Monday, April 03, 2006

Details about the RAG genes used in the human immune system.

RAG genes are involved in shuffling human antibody genes.

V and J segments mentioned below are the parts of the antibody gene that get shuffled as part of a complex and important normal human reponse to infection.

RAG1 evolved from mobile genes called transposons , otherwise called transposable elements (TEs) that move between species.

This posting is background, documentation of scientific detail, and explanation for an item about Transib transposons which perhaps should be read first

Readers who are new to mobile DNA might also find it good to read more about Mariner.

Another useful post for orientation is here.

In the review quoted Margaret Kidwell provides a good discussion of RAG1 genes plus key references in a marvellously readable and ground-breaking article in Trends in Ecology & Evolution, only part of which is quoted below.

Transposable elements and host genome evolution

Margaret G. Kidwell and Damon R. Lisch
Dept of Ecology and Evolutionary Biology, The University of Arizona,
Dept of Plant and Microbial Biology University of California at Berkeley

Selected quote:

Dramatic evidence has been provided that V(D)J recombination in vertebrate lymphocytes is the product of ‘domesticated’ TE activity[37 and 38]. V(D)J recombination is a site-specific recombination reaction that occurs specifically in developing oocytes of vertebrates and plays a part in generating their vast repertoire of immunoglobulins and T-cell receptors. In this reaction the V (variable), J (joining) and D (diversity) gene segments that encode the variable portion of the T-cell antigen receptors are joined together to form the exon that encodes the antigen-binding portion of the polypeptide. Experiments using the products of the Rag1 and Rag2 genes demonstrate that these enzymes can catalyse transposition events in vitro, therefore supporting earlier speculation that these genes were carried by a TE originally (Fig. 4). These results suggest that a fundamental component of the vertebrate immune system probably evolved from a transposon, whose capacity for DNA rearrangement was exploited to produce rapid somatic variability in specific host cells.

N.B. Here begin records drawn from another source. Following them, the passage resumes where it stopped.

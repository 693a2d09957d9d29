#![deny(
    unsafe_code,
    missing_docs,
    dead_code,
    unused_results,
    non_snake_case,
    unreachable_pub
)]

//! Roster generation and home-band deployment.
//!
//! Units are drawn from an allowed archetype list with a uniformly random
//! level, then placed on free cells of their side's two home rows. The system
//! never touches the world directly: deployment is expressed as a batch of
//! [`Command::DeployUnit`] values.

use std::collections::BTreeSet;

use rand::{seq::SliceRandom, Rng};
use skirmish_core::{Archetype, BoardSize, CellIndex, Command, Side, Unit};
use thiserror::Error;

const DEFAULT_PLACEMENT_ATTEMPTS: u32 = 50;

/// Reasons a roster cannot be generated or deployed.
#[derive(Debug, Error, PartialEq, Eq)]
pub enum RosterError {
    /// No archetype was allowed for the draw.
    #[error("no archetypes allowed for the roster")]
    EmptyArchetypes,
    /// The maximum level was zero.
    #[error("maximum roster level must be at least one")]
    ZeroMaxLevel,
    /// Every cell of the side's home band is taken.
    #[error("no free cell left in the {side} home band")]
    BandFull {
        /// Side whose band is full.
        side: Side,
    },
}

/// Endless stream of randomly drawn units.
///
/// Each unit picks its archetype uniformly from the allowed list and its level
/// uniformly from `1..=max_level`.
#[derive(Debug)]
pub struct UnitDraws<'a, R> {
    allowed: &'a [Archetype],
    max_level: u32,
    rng: &'a mut R,
}

impl<'a, R: Rng> UnitDraws<'a, R> {
    /// Creates a draw stream over the allowed archetypes.
    pub fn new(
        allowed: &'a [Archetype],
        max_level: u32,
        rng: &'a mut R,
    ) -> Result<Self, RosterError> {
        if allowed.is_empty() {
            return Err(RosterError::EmptyArchetypes);
        }
        if max_level == 0 {
            return Err(RosterError::ZeroMaxLevel);
        }
        Ok(Self {
            allowed,
            max_level,
            rng,
        })
    }
}

impl<R: Rng> Iterator for UnitDraws<'_, R> {
    type Item = Unit;

    fn next(&mut self) -> Option<Unit> {
        let archetype = *self.allowed.choose(&mut *self.rng)?;
        let level = self.rng.gen_range(1..=self.max_level);
        Some(Unit::at_level(archetype, level))
    }
}

/// Draws exactly `count` units.
pub fn generate_roster<R: Rng>(
    allowed: &[Archetype],
    max_level: u32,
    count: usize,
    rng: &mut R,
) -> Result<Vec<Unit>, RosterError> {
    Ok(UnitDraws::new(allowed, max_level, rng)?.take(count).collect())
}

/// The two rows a side deploys into.
#[derive(Clone, Debug, PartialEq, Eq)]
pub struct HomeBand {
    cells: Vec<CellIndex>,
}

impl HomeBand {
    /// Rows 0 and 1 for the player, the last two rows for the computer.
    #[must_use]
    pub fn for_side(side: Side, board: BoardSize) -> Self {
        let last = board.edge().saturating_sub(1);
        let rows = match side {
            Side::Player => 0..=last.min(1),
            Side::Computer => last.saturating_sub(1)..=last,
        };
        let cells = rows
            .flat_map(|row| {
                (0..board.edge()).filter_map(move |column| board.index_of(row, column))
            })
            .collect();
        Self { cells }
    }

    /// Cells of the band in row-major order.
    #[must_use]
    pub fn cells(&self) -> &[CellIndex] {
        &self.cells
    }

    /// Whether the cell belongs to the band.
    #[must_use]
    pub fn contains(&self, cell: CellIndex) -> bool {
        self.cells.contains(&cell)
    }
}

/// Configuration parameters required to construct the deployment system.
#[derive(Clone, Copy, Debug)]
pub struct Config {
    placement_attempts: u32,
}

impl Config {
    /// Creates a configuration with the number of random draws tried per unit
    /// before falling back to a linear scan.
    #[must_use]
    pub const fn new(placement_attempts: u32) -> Self {
        Self { placement_attempts }
    }
}

impl Default for Config {
    fn default() -> Self {
        Self::new(DEFAULT_PLACEMENT_ATTEMPTS)
    }
}

/// Pure system that assigns free home-band cells to freshly generated units.
#[derive(Debug)]
pub struct Deployment {
    placement_attempts: u32,
}

impl Default for Deployment {
    fn default() -> Self {
        Self::new(Config::default())
    }
}

impl Deployment {
    /// Creates a new deployment system using the supplied configuration.
    #[must_use]
    pub fn new(config: Config) -> Self {
        Self {
            placement_attempts: config.placement_attempts,
        }
    }

    /// Emits one deploy command per unit, each on a distinct free band cell.
    ///
    /// Nothing is emitted when the band runs out of free cells.
    pub fn plan<R: Rng>(
        &self,
        side: Side,
        units: &[Unit],
        occupied: &[CellIndex],
        board: BoardSize,
        rng: &mut R,
        out: &mut Vec<Command>,
    ) -> Result<(), RosterError> {
        let band = HomeBand::for_side(side, board);
        let mut taken: BTreeSet<CellIndex> = occupied.iter().copied().collect();
        let mut planned = Vec::with_capacity(units.len());

        for unit in units {
            let cell = self
                .random_free_cell(&band, &taken, rng)
                .or_else(|| first_free_cell(&band, &taken))
                .ok_or(RosterError::BandFull { side })?;
            let _ = taken.insert(cell);
            planned.push(Command::DeployUnit {
                side,
                unit: *unit,
                cell,
            });
        }

        out.extend(planned);
        Ok(())
    }

    fn random_free_cell<R: Rng>(
        &self,
        band: &HomeBand,
        taken: &BTreeSet<CellIndex>,
        rng: &mut R,
    ) -> Option<CellIndex> {
        for _ in 0..self.placement_attempts {
            let cell = *band.cells().choose(rng)?;
            if !taken.contains(&cell) {
                return Some(cell);
            }
        }
        None
    }
}

fn first_free_cell(band: &HomeBand, taken: &BTreeSet<CellIndex>) -> Option<CellIndex> {
    band.cells()
        .iter()
        .copied()
        .find(|cell| !taken.contains(cell))
}

#[cfg(test)]
mod tests {
    use super::*;
    use rand::rngs::mock::StepRng;

    #[test]
    fn home_bands_cover_two_edge_rows() {
        let board = BoardSize::default();
        let player = HomeBand::for_side(Side::Player, board);
        assert_eq!(player.cells().len(), 16);
        assert_eq!(player.cells().first(), Some(&CellIndex::new(0)));
        assert_eq!(player.cells().last(), Some(&CellIndex::new(15)));

        let computer = HomeBand::for_side(Side::Computer, board);
        assert_eq!(computer.cells().first(), Some(&CellIndex::new(48)));
        assert_eq!(computer.cells().last(), Some(&CellIndex::new(63)));
        assert!(!computer.contains(CellIndex::new(47)));
    }

    #[test]
    fn draws_reject_degenerate_inputs() {
        let mut rng = StepRng::new(0, 1);
        assert_eq!(
            generate_roster(&[], 2, 2, &mut rng).err(),
            Some(RosterError::EmptyArchetypes)
        );
        assert_eq!(
            generate_roster(&Archetype::PLAYER, 0, 2, &mut rng).err(),
            Some(RosterError::ZeroMaxLevel)
        );
    }

    #[test]
    fn zero_attempts_fall_back_to_linear_scan() {
        let deployment = Deployment::new(Config::new(0));
        let mut rng = StepRng::new(0, 1);
        let mut out = Vec::new();
        let units = [Unit::new(Archetype::Bowman), Unit::new(Archetype::Magician)];
        deployment
            .plan(
                Side::Player,
                &units,
                &[CellIndex::new(0)],
                BoardSize::default(),
                &mut rng,
                &mut out,
            )
            .expect("plan");

        let cells: Vec<_> = out
            .iter()
            .map(|command| match command {
                Command::DeployUnit { cell, .. } => *cell,
                other => panic!("unexpected command {other:?}"),
            })
            .collect();
        assert_eq!(cells, vec![CellIndex::new(1), CellIndex::new(2)]);
    }
}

Trends in Ecology & Evolution
Volume 15, Issue 3 , 1 March 2000, Pages 95-99

37. Transposition mediated by RAG1 and RAG2 and its implications for the evolution of the immune system.

Immunoglobulin and T-cell-receptor genes are assembled from component gene segments in developing lymphocytes by a site-specific recombination reaction, V(D)J recombination. The proteins encoded by the recombination-activating genes, RAG1 and RAG2, are essential in this reaction, mediating sequence-specific DNA recognition of well-defined recombination signals and DNA cleavage next to these signals. Here we show that RAG1 and RAG2 together form a transposase capable of excising a piece of DNA containing recombination signals from a donor site and inserting it into a target DNA molecule. The products formed contain a short duplication of target DNA immediately flanking the transposed fragment, a structure like that created by retroviral integration and all known transposition reactions. The results support the theory that RAG1 and RAG2 were once components of a transposable element, and that the split nature of immunoglobulin and T-cell-receptor genes derives from germline insertion of this element into an ancestral receptor gene soon after the evolutionary divergence of jawed and jawless vertebrates.

A. Agrawal et al.,
Nature 394 (1998), pp. 744–751.

38. DNA transposition by the RAG1 and RAG2 proteins: a possible source of oncogenic translocations.

The RAG1 and RAG2 proteins are known to initiate V(D)J recombination by making a double-strand break between the recombination signal sequence (RSS) and the neighboring coding DNA. We show that these proteins can also drive the coupled insertion of cleaved recombination signals into new DNA sites in a transpositional reaction. This RAG-mediated DNA transfer provides strong evidence for the evolution of the V(D)J recombination system from an ancient mobile DNA element and suggests that repeated transposition may have promoted the expansion of the antigen receptor loci. The inappropriate diversion of V(D)J rearrangement to a transpositional pathway may also help to explain certain types of DNA translocation associated with lymphatic tumors.

K. Hiom et al.,Cell 94 (1998), pp. 463–470.